This is the first time a major international women's final is held in Hungary.

The stadium is the home ground of Hungarian club Ferencváros. Due to UEFA regulations regarding naming rights of non-tournament sponsors, the stadium was referred to as the "Ferencváros Stadium" in all UEFA materials.

===Host selection===
For the first time ever, an open bidding process was launched on 9 December 2016 by UEFA to select the venues of the club competition finals (UEFA Champions League, UEFA Europa League, UEFA Women's Champions League, and UEFA Super Cup). Associations had until 27 January 2017 to express interest, and bid dossiers must be submitted by 6 June 2017.

UEFA announced on 3 February 2017 that six associations expressed interest in hosting, and confirmed on 7 June 2017 that two associations submitted bids for the 2019 UEFA Women's Champions League Final:

Bidding associations for 2019 UEFA Women's Champions League Final
| Association | Stadium | City | Capacity | Notes |
|---|---|---|---|---|
| Hungary | Groupama Arena | Budapest | 23,689 |  |
| Kazakhstan | Astana Arena | Astana | 30,244 | Also bid for 2019 UEFA Super Cup |

The following associations expressed interest in hosting but eventually did not submit bids:
- Czech Republic: Eden Arena, Prague
- Lithuania: Darius and Girėnas Stadium, Kaunas
- Scotland: Hampden Park, Glasgow
- Spain: Coliseum Alfonso Pérez, Getafe

The bid evaluation report was published by UEFA on 14 September 2017. The Groupama Arena was selected as the venue by the UEFA Executive Committee on 20 September 2017.

==Route to the final==

Note: In all results below, the score of the finalist is given first (H: home; A: away).

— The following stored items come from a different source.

use anyhow::Result;

use crate::domain::models::farmer::Farmer;
use crate::storage::connection::{keys, StoreConnection};
use crate::storage::traits::SessionStorage;

/// The current-session pointer: a copy of the logged-in farmer
#[derive(Clone)]
pub struct SessionRepository {
    connection: StoreConnection,
}

impl SessionRepository {
    pub fn new(connection: StoreConnection) -> Self {
        Self { connection }
    }
}

impl SessionStorage for SessionRepository {
    fn get_current_farmer(&self) -> Result<Option<Farmer>> {
        self.connection.read_one(keys::CURRENT_USER)
    }

    fn set_current_farmer(&self, farmer: &Farmer) -> Result<()> {
        let _guard = self.connection.write_guard()?;
        self.connection.write_one(keys::CURRENT_USER, farmer)
    }

    fn clear_current_farmer(&self) -> Result<bool> {
        let _guard = self.connection.write_guard()?;
        self.connection.remove(keys::CURRENT_USER)
    }
}

#[cfg(test)]
mod tests {
    use super::*;

    #[test]
    fn test_session_lifecycle() {
        let repo = SessionRepository::new(StoreConnection::in_memory());
        assert!(repo.get_current_farmer().unwrap().is_none());

        let farmer = Farmer {
            id: "farmer::1".to_string(),
            mobile: "9876543210".to_string(),
            farm_name: "Green Pastures".to_string(),
        };
        repo.set_current_farmer(&farmer).unwrap();
        assert_eq!(repo.get_current_farmer().unwrap(), Some(farmer));

        assert!(repo.clear_current_farmer().unwrap());
        assert!(!repo.clear_current_farmer().unwrap());
        assert!(repo.get_current_farmer().unwrap().is_none());
    }
}
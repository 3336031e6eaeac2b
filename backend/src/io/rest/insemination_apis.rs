//! # REST API for Insemination Records
//!
//! Listing accepts `status`, `start_date` and `end_date` query parameters.

use axum::{
    extract::{Path, Query, State},
    http::StatusCode,
    response::{IntoResponse, Json},
};
use tracing::info;

use shared::{CreateInseminationRequest, InseminationFilter};

use super::mappers::InseminationMapper;
use super::{error_response, session_for};
use crate::AppState;

pub async fn list_inseminations(
    State(state): State<AppState>,
    Path(farmer_id): Path<String>,
    Query(filter): Query<InseminationFilter>,
) -> impl IntoResponse {
    info!("GET /api/farmers/{}/inseminations - filter: {:?}", farmer_id, filter);

    let session = match session_for(&state, &farmer_id).await {
        Ok(session) => session,
        Err(response) => return response,
    };

    let query = InseminationMapper::to_list_query(filter);
    match state.insemination_service.list_inseminations(&session, query).await {
        Ok(records) => (StatusCode::OK, Json(InseminationMapper::to_list_dto(records))).into_response(),
        Err(e) => error_response("Failed to list insemination records", e),
    }
}

pub async fn create_insemination(
    State(state): State<AppState>,
    Path(farmer_id): Path<String>,
    Json(request): Json<CreateInseminationRequest>,
) -> impl IntoResponse {
    info!("POST /api/farmers/{}/inseminations - cow: {}", farmer_id, request.cow_id);

    let session = match session_for(&state, &farmer_id).await {
        Ok(session) => session,
        Err(response) => return response,
    };

    let command = InseminationMapper::to_create_command(request);
    match state.insemination_service.create_insemination(&session, command).await {
        Ok(result) => {
            (StatusCode::CREATED, Json(InseminationMapper::to_response_dto(result))).into_response()
        }
        Err(e) => error_response("Failed to record insemination", e),
    }
}

/// Mark a record as a confirmed pregnancy
pub async fn confirm_insemination(
    State(state): State<AppState>,
    Path((farmer_id, record_id)): Path<(String, String)>,
) -> impl IntoResponse {
    info!("POST /api/farmers/{}/inseminations/{}/confirm", farmer_id, record_id);

    let session = match session_for(&state, &farmer_id).await {
        Ok(session) => session,
        Err(response) => return response,
    };

    match state.insemination_service.confirm_insemination(&session, &record_id).await {
        Ok(result) => (StatusCode::OK, Json(InseminationMapper::to_response_dto(result))).into_response(),
        Err(e) => error_response("Failed to confirm insemination", e),
    }
}

pub async fn delete_insemination(
    State(state): State<AppState>,
    Path((farmer_id, record_id)): Path<(String, String)>,
) -> impl IntoResponse {
    info!("DELETE /api/farmers/{}/inseminations/{}", farmer_id, record_id);

    let session = match session_for(&state, &farmer_id).await {
        Ok(session) => session,
        Err(response) => return response,
    };

    match state.insemination_service.delete_insemination(&session, &record_id).await {
        Ok(()) => StatusCode::NO_CONTENT.into_response(),
        Err(e) => error_response("Failed to delete insemination record", e),
    }
}
use axum::{extract::State, response::Json};
use tracing::{debug, error, info, warn};

use shared::{LogEntry, LogResponse};

use crate::AppState;

/// Re-emit a frontend log line through the backend's subscriber
pub async fn log_message(
    State(_state): State<AppState>,
    Json(entry): Json<LogEntry>,
) -> Json<LogResponse> {
    let component = entry.component.as_deref().unwrap_or("frontend");

    match entry.level.to_lowercase().as_str() {
        "debug" => debug!(component, "{}", entry.message),
        "warn" => warn!(component, "{}", entry.message),
        "error" => error!(component, "{}", entry.message),
        _ => info!(component, "{}", entry.message),
    }

    Json(LogResponse { success: true })
}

| FRA Lyon |  |  |  | Round | ESP Barcelona |  |  |  |
|---|---|---|---|---|---|---|---|---|
| Opponent | Agg. | 1st leg | 2nd leg | Knockout phase | Opponent | Agg. | 1st leg | 2nd leg |
| NOR Avaldsnes | 7–0 | 2–0 (A) | 5–0 (H) | Round of 32 | KAZ BIIK Kazygurt | 4–3 | 1–3 (A) | 3–0 (H) |
| NED Ajax | 13–0 | 4–0 (A) | 9–0 (H) | Round of 16 | SCO Glasgow City | 8–0 | 5–0 (H) | 3–0 (A) |
| GER VfL Wolfsburg | 6–3 | 2–1 (H) | 4–2 (A) | Quarter-finals | NOR LSK Kvinner | 4–0 | 3–0 (H) | 1–0 (A) |
| ENG Chelsea | 3–2 | 2–1 (H) | 1–1 (A) | Semi-finals | GER Bayern Munich | 2–0 | 1–0 (A) | 1–0 (H) |

==Pre-match==

===Ticketing===
Tickets were available for sale for 1,000 HUF, 700 HUF, and 500 HUF.

==Match==

===Officials===
On 1 May 2019, UEFA announced that Anastasia Pustovoitova of Russia would officiate the final. She was joined by Russian compatriot Ekaterina Kurochkina and Petruţa Iugulescu of Romania as assistant referees. The fourth official for the final was Hungarian Katalin Kulcsár, joined by fellow countrywoman Katalin Török as reserve official.

===Details===
The "home" team (for administrative purposes) was determined by an additional draw held after the quarter-final and semi-final draws, which was held on 9 November 2018, 13:00 CET, at the UEFA headquarters in Nyon, Switzerland.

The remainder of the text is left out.